Although some cases are like 99% sure and you can totally judge their pants off all you want.
PeriodicallyPedantic@lemmy.ca 1 month ago
I feel like this was chosen specifically because it’s one of those cases where it’s easy to tell.
For instance, there was a Walmart next to a bus stop I used to take. People had to take their groceries to the bus, but Walmart didn’t put a shopping cart corral within like 200 meters of it. I don’t really blame people too harshly for leaving their carts there, if they’re taking a big load of groceries on the bus.
Fwiw it’s not that it’s a social norm that is important, it’s it’s natural as a social good, and it’s nature as something (typically) trivial to do.
Rekorse@sh.itjust.works 1 month ago
Its neither a good or bad. It could be argued either way, which makes it a matter of opinion.

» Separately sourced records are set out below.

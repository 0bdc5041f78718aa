//! Content-type classification, decision-to-action mapping, and the block
//! response body (§4.3, §6.6, §6.7).

use serde::Serialize;
use stronghold_types::{ScanDecision, ScanResult};

use crate::config::{ContentScanConfig, ScanAction};

const SCANNABLE_PREFIXES: &[&str] = &[
    "text/html",
    "text/plain",
    "text/markdown",
    "application/json",
    "application/xml",
    "text/xml",
    "application/javascript",
    "text/javascript",
    "text/css",
];

const BINARY_PREFIXES: &[&str] = &[
    "image/",
    "video/",
    "audio/",
    "application/octet-stream",
    "application/pdf",
    "application/zip",
    "application/gzip",
    "application/x-",
];

/// The maximum body size, in bytes, that is ever handed to the scanner (§4.3).
pub const MAX_SCAN_BODY_BYTES: usize = 1024 * 1024;

#[derive(Debug, Clone, Copy, PartialEq, Eq)]
pub enum ContentClass {
    Scannable,
    Binary,
    Unknown,
}

/// Classifies a `Content-Type` header value by case-insensitive prefix match
/// against the fixed tables in §4.3. Parameters (e.g. `; charset=utf-8`) are
/// ignored by virtue of being a prefix match against the bare media type.
pub fn classify_content_type(content_type: &str) -> ContentClass {
    let lower = content_type.trim().to_ascii_lowercase();
    if SCANNABLE_PREFIXES.iter().any(|p| lower.starts_with(p)) {
        ContentClass::Scannable
    } else if BINARY_PREFIXES.iter().any(|p| lower.starts_with(p)) {
        ContentClass::Binary
    } else {
        ContentClass::Unknown
    }
}

/// Why a body was or wasn't scanned, surfaced as `X-Stronghold-Scan-Type` (§6.6).
#[derive(Debug, Clone, Copy, PartialEq, Eq)]
pub enum ScanType {
    Content,
    SkippedUnscannable,
    SkippedOversized,
    Disabled,
}

impl ScanType {
    pub fn as_str(self) -> &'static str {
        match self {
            ScanType::Content => "content",
            ScanType::SkippedUnscannable => "skipped-unscannable",
            ScanType::SkippedOversized => "skipped-oversized",
            ScanType::Disabled => "disabled",
        }
    }
}

/// The outcome of applying policy to a scan (or its absence) for one request or
/// response body: what the proxy actually does, and why, for header injection.
#[derive(Debug, Clone)]
pub struct PolicyOutcome {
    pub action: ScanAction,
    pub scan_type: ScanType,
    pub decision: Option<ScanDecision>,
    pub reason: Option<String>,
    pub score: Option<f64>,
    pub request_id: Option<String>,
    pub recommended_action: Option<String>,
    pub latency_ms: Option<u64>,
}

impl PolicyOutcome {
    pub fn disabled() -> Self {
        Self {
            action: ScanAction::Allow,
            scan_type: ScanType::Disabled,
            decision: None,
            reason: None,
            score: None,
            request_id: None,
            recommended_action: None,
            latency_ms: None,
        }
    }

    pub fn skipped(scan_type: ScanType) -> Self {
        Self {
            action: ScanAction::Allow,
            scan_type,
            decision: None,
            reason: None,
            score: None,
            request_id: None,
            recommended_action: None,
            latency_ms: None,
        }
    }

    /// Maps a scanner verdict through `ScanTypeConfig`'s action table (§4.3):
    /// `ALLOW → allow`, `WARN → action_on_warn`, `BLOCK → action_on_block`.
    pub fn from_scan_result(result: &ScanResult, content: &ContentScanConfig) -> Self {
        let action = match result.decision {
            ScanDecision::Allow => ScanAction::Allow,
            ScanDecision::Warn => content.action_on_warn,
            ScanDecision::Block => content.action_on_block,
        };
        Self {
            action,
            scan_type: ScanType::Content,
            decision: Some(result.decision),
            reason: Some(result.reason.clone()),
            score: non_zero_score(result.combined_score()),
            request_id: result.request_id.clone(),
            recommended_action: result.recommended_action.clone(),
            latency_ms: result.latency_ms,
        }
    }

    /// A scan upstream failure mapped per `fail_open` (§4.3, §7 Scan-upstream):
    /// `true` proceeds as `ALLOW`; `false` blocks with a fixed reason.
    pub fn from_scan_failure(fail_open: bool) -> Self {
        if fail_open {
            Self {
                action: ScanAction::Allow,
                scan_type: ScanType::Content,
                decision: None,
                reason: None,
                score: None,
                request_id: None,
                recommended_action: None,
                latency_ms: None,
            }
        } else {
            Self {
                action: ScanAction::Block,
                scan_type: ScanType::Content,
                decision: Some(ScanDecision::Block),
                reason: Some("Scan failed - blocking for safety".to_string()),
                score: None,
                request_id: None,
                recommended_action: None,
                latency_ms: None,
            }
        }
    }

    pub fn is_block(&self) -> bool {
        self.action == ScanAction::Block
    }

    pub fn is_warn(&self) -> bool {
        self.action == ScanAction::Warn
    }
}

fn non_zero_score(score: f64) -> Option<f64> {
    if score > 0.0 { Some(score) } else { None }
}

/// `ScanDecision` as a response header value (`ALLOW`/`WARN`/`BLOCK`).
pub fn decision_header_value(decision: ScanDecision) -> &'static str {
    match decision {
        ScanDecision::Allow => "ALLOW",
        ScanDecision::Warn => "WARN",
        ScanDecision::Block => "BLOCK",
    }
}

pub fn action_header_value(action: ScanAction) -> &'static str {
    match action {
        ScanAction::Allow => "allow",
        ScanAction::Warn => "warn",
        ScanAction::Block => "block",
    }
}

/// §6.7 JSON block response body.
#[derive(Debug, Serialize)]
pub struct BlockBody<'a> {
    pub error: &'static str,
    pub reason: &'a str,
    pub url: &'a str,
    pub request_id: &'a str,
    pub recommended_action: &'a str,
}

pub const BLOCK_ERROR_MESSAGE: &str = "Content blocked by Stronghold security scan";

impl<'a> BlockBody<'a> {
    pub fn new(reason: &'a str, url: &'a str, request_id: &'a str, recommended_action: &'a str) -> Self {
        Self {
            error: BLOCK_ERROR_MESSAGE,
            reason,
            url,
            request_id,
            recommended_action,
        }
    }
}

#[cfg(test)]
mod tests {
    use super::*;
    use std::collections::HashMap;

    #[test]
    fn classifies_scannable_prefixes_case_insensitively() {
        assert_eq!(
            classify_content_type("TEXT/HTML; charset=utf-8"),
            ContentClass::Scannable
        );
        assert_eq!(classify_content_type("application/json"), ContentClass::Scannable);
    }

    #[test]
    fn classifies_binary_prefixes() {
        assert_eq!(classify_content_type("image/png"), ContentClass::Binary);
        assert_eq!(classify_content_type("application/x-protobuf"), ContentClass::Binary);
    }

    #[test]
    fn unknown_content_type_is_neither() {
        assert_eq!(classify_content_type("font/woff2"), ContentClass::Unknown);
    }

    #[test]
    fn policy_mapping_matches_configured_actions() {
        let content = ContentScanConfig {
            enabled: true,
            action_on_warn: ScanAction::Block,
            action_on_block: ScanAction::Warn,
        };
        let warn_result = ScanResult {
            decision: ScanDecision::Warn,
            reason: "suspicious".into(),
            scores: HashMap::new(),
            threats_found: Vec::new(),
            sanitized_text: None,
            recommended_action: None,
            request_id: None,
            latency_ms: None,
            metadata: None,
        };
        let outcome = PolicyOutcome::from_scan_result(&warn_result, &content);
        assert_eq!(outcome.action, ScanAction::Block);

        let block_result = ScanResult {
            decision: ScanDecision::Block,
            ..warn_result
        };
        let outcome = PolicyOutcome::from_scan_result(&block_result, &content);
        assert_eq!(outcome.action, ScanAction::Warn);
    }

    #[test]
    fn scan_failure_respects_fail_open() {
        assert_eq!(PolicyOutcome::from_scan_failure(true).action, ScanAction::Allow);
        assert_eq!(PolicyOutcome::from_scan_failure(false).action, ScanAction::Block);
        assert_eq!(
            PolicyOutcome::from_scan_failure(false).reason.as_deref(),
            Some("Scan failed - blocking for safety")
        );
    }
}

You even have cart returners here in this thread arguing to not return them in some cases.
The real answer is that whether yoy put a CSRT back or not says nothing about someone’s character.
PeriodicallyPedantic@lemmy.ca 1 month ago
It’s absolutely a good.
The only “cart returner” I saw against it basically just claimed that the people in their town/state/country were too incompetent to operate shopping carts (even if that’s not what they explicitly said) so idk if i really trust them or want to use that as a measure.
Making work for others to save yourself some trivial amount of work absolutely says something about your character
Rekorse@sh.itjust.works 1 month ago
I’m saying it doesnt rise to the level of determining if someone is a good or bad person. Besides the fact that noone is good or bad.